AVAILABLE DATA ::

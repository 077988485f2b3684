//! Best-price aggregation across bookmakers.
//!
//! Reduces one event's quotes to the highest price per outcome name. The
//! result keeps outcome names in first-seen order, which decides the
//! "first two" pair when a market is truncated.

use serde::Deserialize;

use super::error::SkipReason;
use super::event::RawEvent;
use super::money::Price;

/// The highest price seen for one outcome and the bookmaker offering it.
#[derive(Debug, Clone, PartialEq, Eq)]
pub struct BestPrice {
    outcome: String,
    price: Price,
    bookmaker: String,
}

impl BestPrice {
    pub fn new(outcome: impl Into<String>, price: Price, bookmaker: impl Into<String>) -> Self {
        Self {
            outcome: outcome.into(),
            price,
            bookmaker: bookmaker.into(),
        }
    }

    pub fn outcome(&self) -> &str {
        &self.outcome
    }

    pub fn price(&self) -> Price {
        self.price
    }

    pub fn bookmaker(&self) -> &str {
        &self.bookmaker
    }
}

/// How to treat markets that quote more than two outcome names.
#[derive(Debug, Clone, Copy, Default, PartialEq, Eq, Deserialize)]
#[serde(rename_all = "snake_case")]
pub enum MarketShape {
    /// Require exactly two outcomes; anything else is skipped.
    #[default]
    Strict,
    /// Compare the first two outcomes in first-seen order and ignore the rest.
    FirstTwo,
}

impl MarketShape {
    /// Config-file spelling.
    #[must_use]
    pub const fn as_str(self) -> &'static str {
        match self {
            Self::Strict => "strict",
            Self::FirstTwo => "first_two",
        }
    }
}

/// Two outcomes selected for comparison, both priced above 1.
///
/// Only [`BestPrices::two_way`] builds this, so consumers can divide by
/// either price without re-checking.
#[derive(Debug, Clone, Copy, PartialEq, Eq)]
pub struct TwoWay<'a> {
    first: &'a BestPrice,
    second: &'a BestPrice,
}

impl<'a> TwoWay<'a> {
    pub fn first(&self) -> &'a BestPrice {
        self.first
    }

    pub fn second(&self) -> &'a BestPrice {
        self.second
    }
}

/// Best prices for every outcome of one event, in first-seen order.
#[derive(Debug, Clone, Default, PartialEq, Eq)]
pub struct BestPrices {
    entries: Vec<BestPrice>,
}

impl BestPrices {
    /// Number of distinct outcome names.
    pub fn len(&self) -> usize {
        self.entries.len()
    }

    pub fn is_empty(&self) -> bool {
        self.entries.is_empty()
    }

    /// Look up the best price for an outcome name.
    pub fn get(&self, outcome: &str) -> Option<&BestPrice> {
        self.entries.iter().find(|entry| entry.outcome == outcome)
    }

    pub fn iter(&self) -> impl Iterator<Item = &BestPrice> {
        self.entries.iter()
    }

    /// Select the pair of outcomes to compare.
    ///
    /// # Errors
    ///
    /// [`SkipReason::UnsupportedMarketShape`] when more than two outcomes are
    /// present under [`MarketShape::Strict`], or
    /// [`SkipReason::InvalidPrice`] when a selected price is not above 1.
    pub fn two_way(&self, shape: MarketShape) -> Result<TwoWay<'_>, SkipReason> {
        let found = self.entries.len();
        let (first, second) = match (shape, self.entries.as_slice()) {
            (_, [a, b]) | (MarketShape::FirstTwo, [a, b, ..]) => (a, b),
            (_, [] | [_]) => return Err(SkipReason::InsufficientOutcomes { found }),
            (MarketShape::Strict, _) => return Err(SkipReason::UnsupportedMarketShape { found }),
        };

        for best in [first, second] {
            if best.price <= Price::ONE {
                return Err(SkipReason::InvalidPrice {
                    outcome: best.outcome.clone(),
                    price: best.price,
                });
            }
        }

        Ok(TwoWay { first, second })
    }

    fn offer(&mut self, outcome: &str, price: Price, bookmaker: &str) {
        match self.entries.iter_mut().find(|entry| entry.outcome == outcome) {
            Some(best) => {
                if price > best.price {
                    best.price = price;
                    best.bookmaker = bookmaker.to_string();
                }
            }
            None => self.entries.push(BestPrice::new(outcome, price, bookmaker)),
        }
    }
}

/// Reduce an event to the best price per outcome name.
///
/// Ties keep the bookmaker seen first. Bookmakers without quotes are
/// ignored.
///
/// # Errors
///
/// [`SkipReason::MalformedEvent`] when a team identifier is missing, and
/// [`SkipReason::InsufficientOutcomes`] when fewer than two outcome names
/// were quoted.
pub fn best_prices(event: &RawEvent) -> Result<BestPrices, SkipReason> {
    event.teams()?;

    let mut best = BestPrices::default();
    for bookmaker in &event.bookmakers {
        for quote in bookmaker.quotes() {
            best.offer(&quote.name, quote.price, bookmaker.name());
        }
    }

    if best.len() < 2 {
        return Err(SkipReason::InsufficientOutcomes { found: best.len() });
    }

    Ok(best)
}

#[cfg(test)]
mod tests {
    use super::*;
    use crate::testkit::domain::{bookmaker, event};
    use rust_decimal_macros::dec;

    #[test]
    fn higher_price_wins_regardless_of_order() {
        let forward = event(
            "Lakers",
            "Celtics",
            vec![
                bookmaker("Book X", &[("Lakers", dec!(1.90)), ("Celtics", dec!(2.00))]),
                bookmaker("Book Y", &[("Lakers", dec!(2.05)), ("Celtics", dec!(1.85))]),
            ],
        );
        let reversed = event(
            "Lakers",
            "Celtics",
            forward.bookmakers.iter().rev().cloned().collect(),
        );

        for raw in [&forward, &reversed] {
            let best = best_prices(raw).unwrap();
            assert_eq!(best.get("Lakers").unwrap().price(), dec!(2.05));
            assert_eq!(best.get("Lakers").unwrap().bookmaker(), "Book Y");
            assert_eq!(best.get("Celtics").unwrap().price(), dec!(2.00));
            assert_eq!(best.get("Celtics").unwrap().bookmaker(), "Book X");
        }
    }

    #[test]
    fn equal_prices_keep_first_bookmaker() {
        let raw = event(
            "Lakers",
            "Celtics",
            vec![
                bookmaker("Book X", &[("Lakers", dec!(2.10)), ("Celtics", dec!(1.80))]),
                bookmaker("Book Y", &[("Lakers", dec!(2.1)), ("Celtics", dec!(1.80))]),
            ],
        );

        let best = best_prices(&raw).unwrap();
        assert_eq!(best.get("Lakers").unwrap().bookmaker(), "Book X");
        assert_eq!(best.get("Celtics").unwrap().bookmaker(), "Book X");
    }

    #[test]
    fn single_outcome_is_insufficient() {
        let raw = event("Lakers", "Celtics", vec![bookmaker("Book X", &[("Lakers", dec!(2.10))])]);

        assert_eq!(
            best_prices(&raw),
            Err(SkipReason::InsufficientOutcomes { found: 1 })
        );
    }

    #[test]
    fn missing_away_team_is_malformed() {
        let mut raw = event(
            "Lakers",
            "Celtics",
            vec![bookmaker("Book X", &[("Lakers", dec!(2.10)), ("Celtics", dec!(2.10))])],
        );
        raw.away_team = None;

        assert_eq!(
            best_prices(&raw),
            Err(SkipReason::MalformedEvent { field: "away_team" })
        );
    }

    #[test]
    fn empty_bookmaker_is_skipped() {
        let raw = event(
            "Lakers",
            "Celtics",
            vec![
                bookmaker("Empty", &[]),
                bookmaker("Book X", &[("Lakers", dec!(2.10)), ("Celtics", dec!(2.10))]),
            ],
        );

        let best = best_prices(&raw).unwrap();
        assert_eq!(best.len(), 2);
        assert!(best.iter().all(|b| b.bookmaker() == "Book X"));
    }

    #[test]
    fn repeated_aggregation_is_identical() {
        let raw = event(
            "Lakers",
            "Celtics",
            vec![
                bookmaker("Book X", &[("Lakers", dec!(1.95)), ("Celtics", dec!(2.02))]),
                bookmaker("Book Y", &[("Celtics", dec!(2.02)), ("Lakers", dec!(1.99))]),
            ],
        );

        assert_eq!(best_prices(&raw), best_prices(&raw));
    }

    #[test]
    fn three_way_market_is_rejected_when_strict() {
        let raw = event(
            "Arsenal",
            "Chelsea",
            vec![bookmaker(
                "Book X",
                &[("Arsenal", dec!(2.60)), ("Chelsea", dec!(2.90)), ("Draw", dec!(3.30))],
            )],
        );
        let best = best_prices(&raw).unwrap();

        assert_eq!(
            best.two_way(MarketShape::Strict),
            Err(SkipReason::UnsupportedMarketShape { found: 3 })
        );
    }

    #[test]
    fn three_way_market_uses_first_two_when_truncating() {
        let raw = event(
            "Arsenal",
            "Chelsea",
            vec![bookmaker(
                "Book X",
                &[("Draw", dec!(3.30)), ("Arsenal", dec!(2.60)), ("Chelsea", dec!(2.90))],
            )],
        );
        let best = best_prices(&raw).unwrap();

        let pair = best.two_way(MarketShape::FirstTwo).unwrap();
        assert_eq!(pair.first().outcome(), "Draw");
        assert_eq!(pair.second().outcome(), "Arsenal");
    }

    #[test]
    fn price_not_above_one_is_invalid() {
        let raw = event(
            "Lakers",
            "Celtics",
            vec![bookmaker("Book X", &[("Lakers", dec!(1.00)), ("Celtics", dec!(5.00))])],
        );
        let best = best_prices(&raw).unwrap();

        assert!(matches!(
            best.two_way(MarketShape::Strict),
            Err(SkipReason::InvalidPrice { ref outcome, .. }) if outcome == "Lakers"
        ));
    }
}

YOUR GOAL :: The lines you need are those containing "BestPrices"; find them in the records and copy them.

SOLVED PROBLEM ::
/// Only [`BestPrices::two_way`] builds this, so consumers can divide by
pub struct BestPrices {
impl BestPrices {
pub fn best_prices(event: &RawEvent) -> Result<BestPrices, SkipReason> {
    let mut best = BestPrices::default();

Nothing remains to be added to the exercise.